BLUE framework bridges user profiles and embeddings for better recommendations
Reinforcement learning aligns interpretable user profiles with recommendation embeddings for SOTA performance.
Personalized systems rely on effective user representations, but existing methods face a trade-off: latent embeddings are powerful for retrieval but uninterpretable, while textual profiles are interpretable but hard to optimize. A new paper from researchers (Zhaoxuan Tan, Xiang Zhai, Yan Zhu, Meng Jiang, Mohamed Hammad) introduces BLUE (Bridging texuaL profiles and latent User Embeddings), a reinforcement learning framework that bridges this gap. BLUE uses a profiler LLM to generate textual user profiles from interaction history, while an embedding model provides reward signals to push profiles closer to positive items and farther from negative ones in embedding space. A text-space supervision signal based on next-item prediction ensures profiles remain semantically meaningful.
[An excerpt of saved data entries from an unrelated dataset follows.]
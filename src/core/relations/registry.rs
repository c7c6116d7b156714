//! Owner, car and registration operations.
//!
//! A car belongs to at most one owner and carries at most one registration.

use crate::{
    entities::{
        Owner, Registration, RegistryCar,
        relations::{owner, registration, registry_car},
    },
    errors::{Error, Result},
};
use sea_orm::{ConnectionTrait, QueryOrder, Set, TransactionTrait, prelude::*, sea_query::Query};
use tracing::{info, instrument};

/// Inserts an owner.
pub async fn create_owner<C: ConnectionTrait>(db: &C, name: &str) -> Result<owner::Model> {
    if name.trim().is_empty() {
        return Err(Error::validation("Owner name cannot be empty"));
    }

    owner::ActiveModel {
        name: Set(name.to_string()),
        ..Default::default()
    }
    .insert(db)
    .await
    .map_err(Into::into)
}

/// Inserts a car, optionally already owned.
pub async fn create_registry_car<C: ConnectionTrait>(
    db: &C,
    model: &str,
    year: i32,
    owner_id: Option<i64>,
) -> Result<registry_car::Model> {
    if model.trim().is_empty() {
        return Err(Error::validation("Car model cannot be empty"));
    }
    if year < 0 {
        return Err(Error::validation(format!("Year cannot be negative: {year}")));
    }

    registry_car::ActiveModel {
        model: Set(model.to_string()),
        year: Set(year),
        owner_id: Set(owner_id),
        ..Default::default()
    }
    .insert(db)
    .await
    .map_err(Into::into)
}

/// Inserts an unassigned registration.
pub async fn create_registration<C: ConnectionTrait>(
    db: &C,
    registration_number: &str,
) -> Result<registration::Model> {
    if registration_number.trim().is_empty() {
        return Err(Error::validation("Registration number cannot be empty"));
    }

    registration::ActiveModel {
        registration_number: Set(registration_number.to_string()),
        registration_date: Set(None),
        car_id: Set(None),
        ..Default::default()
    }
    .insert(db)
    .await
    .map_err(Into::into)
}

/// Registers the first unregistered car to `owner` using the first free registration.
///
/// The registration is stamped with today's local date. Fails with
/// [`Error::NotFound`] when no free registration or no unregistered car is left.
#[instrument(skip(db, owner), fields(owner = %owner.name))]
pub async fn register_car_by_owner(db: &DatabaseConnection, owner: &owner::Model) -> Result<String> {
    let today = chrono::Local::now().date_naive();
    let txn = db.begin().await?;

    let free_registration = Registration::find()
        .filter(registration::Column::CarId.is_null())
        .order_by_asc(registration::Column::Id)
        .one(&txn)
        .await?
        .ok_or_else(|| Error::not_found("Registration", "without car"))?;

    let unregistered_car = RegistryCar::find()
        .filter(
            registry_car::Column::Id.not_in_subquery(
                Query::select()
                    .column(registration::Column::CarId)
                    .from(Registration)
                    .and_where(registration::Column::CarId.is_not_null())
                    .to_owned(),
            ),
        )
        .order_by_asc(registry_car::Column::Id)
        .one(&txn)
        .await?
        .ok_or_else(|| Error::not_found("Car", "without registration"))?;

    let model = unregistered_car.model.clone();
    let mut car: registry_car::ActiveModel = unregistered_car.into();
    car.owner_id = Set(Some(owner.id));
    let car = car.update(&txn).await?;

    let mut registration: registration::ActiveModel = free_registration.into();
    registration.registration_date = Set(Some(today));
    registration.car_id = Set(Some(car.id));
    let registration = registration.update(&txn).await?;

    txn.commit().await?;
    info!(car = car.id, number = %registration.registration_number, "Car registered");

    Ok(format!(
        "Successfully registered {model} to {} with registration number {}.",
        owner.name, registration.registration_number
    ))
}

/// Finds an owner by id.
pub async fn get_owner_by_id(db: &DatabaseConnection, owner_id: i64) -> Result<owner::Model> {
    Owner::find_by_id(owner_id)
        .one(db)
        .await?
        .ok_or_else(|| Error::not_found("Owner", owner_id))
}

#[cfg(test)]
mod tests {
    #![allow(clippy::unwrap_used)]
    use super::*;
    use crate::test_utils::setup_test_db;
    use sea_orm::{DatabaseBackend, MockDatabase};

    #[tokio::test]
    async fn test_register_car_by_owner() -> Result<()> {
        let db = setup_test_db().await?;
        let owner = create_owner(&db, "Ivelin Milchev").await?;
        let taken = create_registry_car(&db, "Citroen C5", 2004, None).await?;
        create_registry_car(&db, "Honda Civic", 2021, None).await?;

        let used = create_registration(&db, "TX0044XA").await?;
        create_registration(&db, "CB1234CB").await?;

        // occupy the first car with the first registration by hand
        let mut used: registration::ActiveModel = used.into();
        used.car_id = Set(Some(taken.id));
        used.update(&db).await?;

        let message = register_car_by_owner(&db, &owner).await?;
        assert_eq!(
            message,
            "Successfully registered Honda Civic to Ivelin Milchev with registration number CB1234CB."
        );

        let honda = RegistryCar::find()
            .filter(registry_car::Column::Model.eq("Honda Civic"))
            .one(&db)
            .await?
            .unwrap();
        assert_eq!(honda.owner_id, Some(owner.id));

        let stamped = Registration::find()
            .filter(registration::Column::CarId.eq(honda.id))
            .one(&db)
            .await?
            .unwrap();
        assert_eq!(stamped.registration_number, "CB1234CB");
        assert_eq!(
            stamped.registration_date,
            Some(chrono::Local::now().date_naive())
        );
        Ok(())
    }

    #[tokio::test]
    async fn test_register_without_free_registration() -> Result<()> {
        let db = setup_test_db().await?;
        let owner = create_owner(&db, "Nobody").await?;
        create_registry_car(&db, "Lada", 1980, None).await?;

        let result = register_car_by_owner(&db, &owner).await;
        assert!(matches!(
            result.unwrap_err(),
            Error::NotFound {
                entity: "Registration",
                ..
            }
        ));
        Ok(())
    }

    #[tokio::test]
    async fn test_register_without_free_car() -> Result<()> {
        let db = setup_test_db().await?;
        let owner = create_owner(&db, "Nobody").await?;
        create_registration(&db, "AA0000AA").await?;

        let result = register_car_by_owner(&db, &owner).await;
        assert!(matches!(
            result.unwrap_err(),
            Error::NotFound { entity: "Car", .. }
        ));
        Ok(())
    }

    #[tokio::test]
    async fn test_get_owner_by_id() -> Result<()> {
        let db = setup_test_db().await?;
        let owner = create_owner(&db, "Someone").await?;
        assert_eq!(get_owner_by_id(&db, owner.id).await?, owner);
        assert!(get_owner_by_id(&db, owner.id + 1).await.is_err());
        Ok(())
    }

    #[tokio::test]
    async fn test_create_registry_car_rejects_negative_year() -> Result<()> {
        // Validation fails before any query is issued
        let db = MockDatabase::new(DatabaseBackend::Sqlite).into_connection();

        let result = create_registry_car(&db, "Honda Civic", -2021, None).await;
        assert!(matches!(result.unwrap_err(), Error::Validation { .. }));
        Ok(())
    }
}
Experiments on Amazon Reviews 2023 and Google Local Reviews show BLUE consistently outperforms strong baselines in zero-shot sequential recommendation settings, under both frozen and trainable embedding conditions. Notably, BLUE achieves clear gains in cross-domain transfer, demonstrating generalization ability of learned profiles. The generated profiles also provide better context for question answering compared to raw histories or alternative profile methods. This work offers a practical path to unify interpretability and discriminative power in user representation, with implications for recommendation systems, search personalization, and AI assistants.
- BLUE uses reinforcement learning to align LLM-generated textual user profiles with embedding-based recommendation rewards.
- Outperforms strong baselines on Amazon Reviews 2023 and Google Local Reviews in zero-shot sequential recommendation.
- Achieves strong cross-domain transfer and improves personalized context for question answering tasks.
Why It Matters
Enables more accurate, interpretable user modeling for recommendation systems and personalization at scale.